» **TASK OBJECTIVE**: Using the records below, repeat exactly the lines from the one holding "pub struct MarketStats" through the one holding "linkage is untouched.", both ends included, and no others.

-------- RAW DATA

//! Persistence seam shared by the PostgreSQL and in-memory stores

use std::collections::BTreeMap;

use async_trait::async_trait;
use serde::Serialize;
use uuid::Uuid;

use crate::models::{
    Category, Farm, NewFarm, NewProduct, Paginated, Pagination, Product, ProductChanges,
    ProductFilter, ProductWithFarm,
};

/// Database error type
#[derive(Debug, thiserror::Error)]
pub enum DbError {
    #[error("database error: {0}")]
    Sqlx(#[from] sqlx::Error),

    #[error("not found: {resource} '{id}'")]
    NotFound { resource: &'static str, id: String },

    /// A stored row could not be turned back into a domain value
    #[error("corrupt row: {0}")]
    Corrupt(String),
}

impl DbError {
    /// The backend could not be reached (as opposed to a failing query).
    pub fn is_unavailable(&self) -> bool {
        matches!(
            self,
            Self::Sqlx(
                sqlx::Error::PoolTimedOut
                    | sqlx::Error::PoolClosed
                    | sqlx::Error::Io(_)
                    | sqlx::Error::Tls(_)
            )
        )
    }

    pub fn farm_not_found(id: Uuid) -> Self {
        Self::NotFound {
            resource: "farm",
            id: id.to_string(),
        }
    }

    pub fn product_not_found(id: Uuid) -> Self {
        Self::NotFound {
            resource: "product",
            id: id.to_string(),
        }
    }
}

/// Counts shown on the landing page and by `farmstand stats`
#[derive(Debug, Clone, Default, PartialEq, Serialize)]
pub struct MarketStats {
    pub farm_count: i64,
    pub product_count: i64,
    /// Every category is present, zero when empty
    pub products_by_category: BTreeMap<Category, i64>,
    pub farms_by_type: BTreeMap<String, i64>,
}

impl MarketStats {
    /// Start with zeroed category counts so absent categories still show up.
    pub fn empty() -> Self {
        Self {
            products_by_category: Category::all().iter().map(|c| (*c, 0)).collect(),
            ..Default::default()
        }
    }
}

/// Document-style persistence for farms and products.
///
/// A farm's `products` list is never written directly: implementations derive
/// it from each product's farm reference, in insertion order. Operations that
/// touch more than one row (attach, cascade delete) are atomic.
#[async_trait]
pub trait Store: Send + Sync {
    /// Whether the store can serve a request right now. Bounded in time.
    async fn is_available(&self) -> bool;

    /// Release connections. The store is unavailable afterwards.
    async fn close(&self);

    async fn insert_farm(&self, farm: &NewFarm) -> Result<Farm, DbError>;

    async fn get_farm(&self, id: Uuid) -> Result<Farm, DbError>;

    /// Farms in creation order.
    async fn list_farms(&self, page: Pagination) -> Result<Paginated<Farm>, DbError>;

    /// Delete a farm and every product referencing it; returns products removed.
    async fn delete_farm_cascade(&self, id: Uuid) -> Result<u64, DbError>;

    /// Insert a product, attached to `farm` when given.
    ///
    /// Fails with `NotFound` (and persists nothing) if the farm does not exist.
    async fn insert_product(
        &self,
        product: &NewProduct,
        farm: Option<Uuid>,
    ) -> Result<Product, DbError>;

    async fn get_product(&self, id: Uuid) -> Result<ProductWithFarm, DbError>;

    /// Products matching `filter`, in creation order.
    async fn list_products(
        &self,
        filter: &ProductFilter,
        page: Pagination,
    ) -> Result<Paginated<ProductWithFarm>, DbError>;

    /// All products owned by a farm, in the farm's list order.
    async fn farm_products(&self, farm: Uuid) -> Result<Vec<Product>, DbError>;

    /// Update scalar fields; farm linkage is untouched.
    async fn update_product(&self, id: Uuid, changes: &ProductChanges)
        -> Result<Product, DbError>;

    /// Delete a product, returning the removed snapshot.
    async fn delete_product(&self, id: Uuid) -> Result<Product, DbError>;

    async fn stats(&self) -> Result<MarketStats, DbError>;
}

----------------

» **THE COMPLETED TASK**:
pub struct MarketStats {
    pub farm_count: i64,
    pub product_count: i64,
    /// Every category is present, zero when empty
    pub products_by_category: BTreeMap<Category, i64>,
    pub farms_by_type: BTreeMap<String, i64>,
}

impl MarketStats {
    /// Start with zeroed category counts so absent categories still show up.
    pub fn empty() -> Self {
        Self {
            products_by_category: Category::all().iter().map(|c| (*c, 0)).collect(),
            ..Default::default()
        }
    }
}

/// Document-style persistence for farms and products.
///
/// A farm's `products` list is never written directly: implementations derive
/// it from each product's farm reference, in insertion order. Operations that
/// touch more than one row (attach, cascade delete) are atomic.
#[async_trait]
pub trait Store: Send + Sync {
    /// Whether the store can serve a request right now. Bounded in time.
    async fn is_available(&self) -> bool;

    /// Release connections. The store is unavailable afterwards.
    async fn close(&self);

    async fn insert_farm(&self, farm: &NewFarm) -> Result<Farm, DbError>;

    async fn get_farm(&self, id: Uuid) -> Result<Farm, DbError>;

    /// Farms in creation order.
    async fn list_farms(&self, page: Pagination) -> Result<Paginated<Farm>, DbError>;

    /// Delete a farm and every product referencing it; returns products removed.
    async fn delete_farm_cascade(&self, id: Uuid) -> Result<u64, DbError>;

    /// Insert a product, attached to `farm` when given.
    ///
    /// Fails with `NotFound` (and persists nothing) if the farm does not exist.
    async fn insert_product(
        &self,
        product: &NewProduct,
        farm: Option<Uuid>,
    ) -> Result<Product, DbError>;

    async fn get_product(&self, id: Uuid) -> Result<ProductWithFarm, DbError>;

    /// Products matching `filter`, in creation order.
    async fn list_products(
        &self,
        filter: &ProductFilter,
        page: Pagination,
    ) -> Result<Paginated<ProductWithFarm>, DbError>;

    /// All products owned by a farm, in the farm's list order.
    async fn farm_products(&self, farm: Uuid) -> Result<Vec<Product>, DbError>;

    /// Update scalar fields; farm linkage is untouched.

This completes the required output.